→ EXERCISE DETAILS: Set down the full data below exactly as given, please.

Extracted data entries:
::::::::::

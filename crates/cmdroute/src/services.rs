use std::any::{Any, TypeId, type_name};
use std::sync::Arc;

use indexmap::IndexMap;

/// Type-erased service instance handed to targets.
pub type Service = Arc<dyn Any + Send + Sync>;

/// A target's request for an injected service.
#[derive(Debug, Clone, PartialEq, Eq)]
pub struct Dependency {
    type_id: TypeId,
    type_name: &'static str,
    optional: bool,
}

impl Dependency {
    pub fn of<T: Any + Send + Sync>() -> Self {
        Self {
            type_id: TypeId::of::<T>(),
            type_name: type_name::<T>(),
            optional: false,
        }
    }

    /// An optional dependency resolves to nothing instead of failing the call.
    pub fn optional(mut self) -> Self {
        self.optional = true;
        self
    }

    pub fn type_id(&self) -> TypeId {
        self.type_id
    }

    pub fn type_name(&self) -> &'static str {
        self.type_name
    }

    pub fn is_optional(&self) -> bool {
        self.optional
    }
}

/// Service lookup supplied by the host application.
pub trait Services: Send + Sync {
    fn resolve(&self, dependency: &Dependency) -> Option<Service>;
}

/// Empty service provider.
#[derive(Debug, Clone, Copy, Default)]
pub struct NoServices;

impl Services for NoServices {
    fn resolve(&self, _dependency: &Dependency) -> Option<Service> {
        None
    }
}

/// Services keyed by concrete type.
#[derive(Clone, Default)]
pub struct ServiceMap {
    by_type: IndexMap<TypeId, Service>,
}

impl ServiceMap {
    pub fn new() -> Self {
        Self::default()
    }

    pub fn insert<T: Any + Send + Sync>(&mut self, value: T) -> &mut Self {
        self.by_type.insert(TypeId::of::<T>(), Arc::new(value));
        self
    }

    pub fn insert_arc<T: Any + Send + Sync>(&mut self, value: Arc<T>) -> &mut Self {
        self.by_type.insert(TypeId::of::<T>(), value);
        self
    }

    pub fn get<T: Any + Send + Sync>(&self) -> Option<Arc<T>> {
        self.by_type
            .get(&TypeId::of::<T>())
            .and_then(|s| Arc::clone(s).downcast::<T>().ok())
    }

    pub fn len(&self) -> usize {
        self.by_type.len()
    }

    pub fn is_empty(&self) -> bool {
        self.by_type.is_empty()
    }
}

impl Services for ServiceMap {
    fn resolve(&self, dependency: &Dependency) -> Option<Service> {
        self.by_type.get(&dependency.type_id).cloned()
    }
}

#[cfg(test)]
mod tests {
    use super::*;

    struct Clock(u64);

    #[test]
    fn service_map_resolves_by_type() {
        let mut services = ServiceMap::new();
        services.insert(Clock(7));
        let found = services.resolve(&Dependency::of::<Clock>()).unwrap();
        assert_eq!(found.downcast::<Clock>().ok().map(|c| c.0), Some(7));
        assert!(services.resolve(&Dependency::of::<String>()).is_none());
        assert_eq!(services.get::<Clock>().map(|c| c.0), Some(7));
    }
}
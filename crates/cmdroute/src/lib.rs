//! Command dispatch engine.
//!
//! A request flows through one pipeline:
//! - the tokenized [`ArgumentSet`] is resolved against a [`ComponentTree`] into
//!   ranked candidates
//! - each candidate runs its pre-invoke conditions, then has its parameters
//!   bound and converted, then its [`Target`] invoked and its post-invoke
//!   conditions checked
//! - the first success, or the failure that got furthest, is finalized: the
//!   response is sent through the [`Caller`] and offered to [`ResultHandler`]s
//!
//! Once a target has run no further candidates are tried.

pub mod binder;
pub mod caller;
pub mod cancel;
pub mod catalog;
pub mod condition;
pub mod config;
pub mod convert;
pub mod dispatcher;
pub mod error;
mod finalize;
pub mod handler;
pub mod invoker;
pub mod outcome;
pub mod param;
pub mod resolver;
pub mod services;
pub mod tree;
pub mod value;

pub use cmdroute_args::{ArgumentSet, Cursor, TokenizerOptions};

pub use caller::{BufferedCaller, Caller, ResponseGuard};
pub use cancel::{CancelHandle, CancelSignal, cancel_pair};
pub use catalog::{Catalog, CatalogError};
pub use condition::{
    Algebra, Condition, ConditionContext, EvaluatorGroup, PredicateCondition, Trigger, Verdict,
};
pub use config::DispatchConfig;
pub use convert::{ConvertCall, Converter, ConverterRegistry};
pub use dispatcher::{Dispatcher, ExecuteOptions};
pub use error::{ArityReason, BuildError, ConversionError, Failure, RespondError};
pub use handler::{Flow, ResultHandler, TracingHandler};
pub use invoker::{Invocation, Returned, Target};
pub use outcome::{Attempt, Invoked, Outcome, Stage};
pub use param::{Arity, Parameter};
pub use resolver::{Candidate, Search};
pub use services::{Dependency, NoServices, ServiceMap, Services};
pub use tree::{Command, CommandSpec, ComponentTree, GroupSpec, NodeSpec};
pub use value::{EnumType, FromValue, Value, ValueKind};
use tokio::sync::watch;

/// Cooperative cancellation shared across every stage of one request.
#[derive(Debug, Clone, Default)]
pub struct CancelSignal {
    rx: Option<watch::Receiver<bool>>,
}

/// Owning side of a [`CancelSignal`].
#[derive(Debug)]
pub struct CancelHandle {
    tx: watch::Sender<bool>,
}

impl CancelHandle {
    pub fn cancel(&self) {
        let _ = self.tx.send(true);
    }
}

/// Create a linked handle and signal.
pub fn cancel_pair() -> (CancelHandle, CancelSignal) {
    let (tx, rx) = watch::channel(false);
    (CancelHandle { tx }, CancelSignal { rx: Some(rx) })
}

impl CancelSignal {
    /// A signal that never fires.
    pub fn never() -> Self {
        Self { rx: None }
    }

    pub fn is_cancelled(&self) -> bool {
        self.rx.as_ref().is_some_and(|rx| *rx.borrow())
    }

    /// Resolves once cancellation is requested. Pends forever if the handle is
    /// dropped without cancelling.
    pub async fn cancelled(&self) {
        let Some(rx) = &self.rx else {
            return std::future::pending().await;
        };
        let mut rx = rx.clone();
        loop {
            if *rx.borrow_and_update() {
                return;
            }
            if rx.changed().await.is_err() {
                return std::future::pending().await;
            }
        }
    }
}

::::::::::

→ ANSWER BOX:
filename crates/cmdroute/src/services.rs
use std::any::{Any, TypeId, type_name};
use std::sync::Arc;

use indexmap::IndexMap;

/// Type-erased service instance handed to targets.
pub type Service = Arc<dyn Any + Send + Sync>;

/// A target's request for an injected service.
#[derive(Debug, Clone, PartialEq, Eq)]
pub struct Dependency {
    type_id: TypeId,
    type_name: &'static str,
    optional: bool,
}

impl Dependency {
    pub fn of<T: Any + Send + Sync>() -> Self {
        Self {
            type_id: TypeId::of::<T>(),
            type_name: type_name::<T>(),
            optional: false,
        }
    }

    /// An optional dependency resolves to nothing instead of failing the call.
    pub fn optional(mut self) -> Self {
        self.optional = true;
        self
    }

    pub fn type_id(&self) -> TypeId {
        self.type_id
    }

    pub fn type_name(&self) -> &'static str {
        self.type_name
    }

    pub fn is_optional(&self) -> bool {
        self.optional
    }
}

/// Service lookup supplied by the host application.
pub trait Services: Send + Sync {
    fn resolve(&self, dependency: &Dependency) -> Option<Service>;
}

/// Empty service provider.
#[derive(Debug, Clone, Copy, Default)]
pub struct NoServices;

impl Services for NoServices {
    fn resolve(&self, _dependency: &Dependency) -> Option<Service> {
        None
    }
}

/// Services keyed by concrete type.
#[derive(Clone, Default)]
pub struct ServiceMap {
    by_type: IndexMap<TypeId, Service>,
}

impl ServiceMap {
    pub fn new() -> Self {
        Self::default()
    }

    pub fn insert<T: Any + Send + Sync>(&mut self, value: T) -> &mut Self {
        self.by_type.insert(TypeId::of::<T>(), Arc::new(value));
        self
    }

    pub fn insert_arc<T: Any + Send + Sync>(&mut self, value: Arc<T>) -> &mut Self {
        self.by_type.insert(TypeId::of::<T>(), value);
        self
    }

    pub fn get<T: Any + Send + Sync>(&self) -> Option<Arc<T>> {
        self.by_type
            .get(&TypeId::of::<T>())
            .and_then(|s| Arc::clone(s).downcast::<T>().ok())
    }

    pub fn len(&self) -> usize {
        self.by_type.len()
    }

    pub fn is_empty(&self) -> bool {
        self.by_type.is_empty()
    }
}

impl Services for ServiceMap {
    fn resolve(&self, dependency: &Dependency) -> Option<Service> {
        self.by_type.get(&dependency.type_id).cloned()
    }
}

#[cfg(test)]
mod tests {
    use super::*;

    struct Clock(u64);

    #[test]
    fn service_map_resolves_by_type() {
        let mut services = ServiceMap::new();
        services.insert(Clock(7));
        let found = services.resolve(&Dependency::of::<Clock>()).unwrap();
        assert_eq!(found.downcast::<Clock>().ok().map(|c| c.0), Some(7));
        assert!(services.resolve(&Dependency::of::<String>()).is_none());
        assert_eq!(services.get::<Clock>().map(|c| c.0), Some(7));
    }
}
filename crates/cmdroute/src/lib.rs
//! Command dispatch engine.
//!
//! A request flows through one pipeline:
//! - the tokenized [`ArgumentSet`] is resolved against a [`ComponentTree`] into
//!   ranked candidates
//! - each candidate runs its pre-invoke conditions, then has its parameters
//!   bound and converted, then its [`Target`] invoked and its post-invoke
//!   conditions checked
//! - the first success, or the failure that got furthest, is finalized: the
//!   response is sent through the [`Caller`] and offered to [`ResultHandler`]s
//!
//! Once a target has run no further candidates are tried.

pub mod binder;
pub mod caller;
pub mod cancel;
pub mod catalog;
pub mod condition;
pub mod config;
pub mod convert;
pub mod dispatcher;
pub mod error;
mod finalize;
pub mod handler;
pub mod invoker;
pub mod outcome;
pub mod param;
pub mod resolver;
pub mod services;
pub mod tree;
pub mod value;

pub use cmdroute_args::{ArgumentSet, Cursor, TokenizerOptions};

pub use caller::{BufferedCaller, Caller, ResponseGuard};
pub use cancel::{CancelHandle, CancelSignal, cancel_pair};
pub use catalog::{Catalog, CatalogError};
pub use condition::{
    Algebra, Condition, ConditionContext, EvaluatorGroup, PredicateCondition, Trigger, Verdict,
};
pub use config::DispatchConfig;
pub use convert::{ConvertCall, Converter, ConverterRegistry};
pub use dispatcher::{Dispatcher, ExecuteOptions};
pub use error::{ArityReason, BuildError, ConversionError, Failure, RespondError};
pub use handler::{Flow, ResultHandler, TracingHandler};
pub use invoker::{Invocation, Returned, Target};
pub use outcome::{Attempt, Invoked, Outcome, Stage};
pub use param::{Arity, Parameter};
pub use resolver::{Candidate, Search};
pub use services::{Dependency, NoServices, ServiceMap, Services};
pub use tree::{Command, CommandSpec, ComponentTree, GroupSpec, NodeSpec};
pub use value::{EnumType, FromValue, Value, ValueKind};
use tokio::sync::watch;

/// Cooperative cancellation shared across every stage of one request.
#[derive(Debug, Clone, Default)]
pub struct CancelSignal {
    rx: Option<watch::Receiver<bool>>,
}

/// Owning side of a [`CancelSignal`].
#[derive(Debug)]
pub struct CancelHandle {
    tx: watch::Sender<bool>,
}

impl CancelHandle {
    pub fn cancel(&self) {
        let _ = self.tx.send(true);
    }
}

/// Create a linked handle and signal.
pub fn cancel_pair() -> (CancelHandle, CancelSignal) {
    let (tx, rx) = watch::channel(false);
    (CancelHandle { tx }, CancelSignal { rx: Some(rx) })
}

impl CancelSignal {
    /// A signal that never fires.
    pub fn never() -> Self {
        Self { rx: None }
    }

    pub fn is_cancelled(&self) -> bool {
        self.rx.as_ref().is_some_and(|rx| *rx.borrow())
    }

    /// Resolves once cancellation is requested. Pends forever if the handle is
    /// dropped without cancelling.
    pub async fn cancelled(&self) {
        let Some(rx) = &self.rx else {
            return std::future::pending().await;
        };
        let mut rx = rx.clone();
        loop {
            if *rx.borrow_and_update() {
                return;
            }
            if rx.changed().await.is_err() {
                return std::future::pending().await;
            }
        }
    }
}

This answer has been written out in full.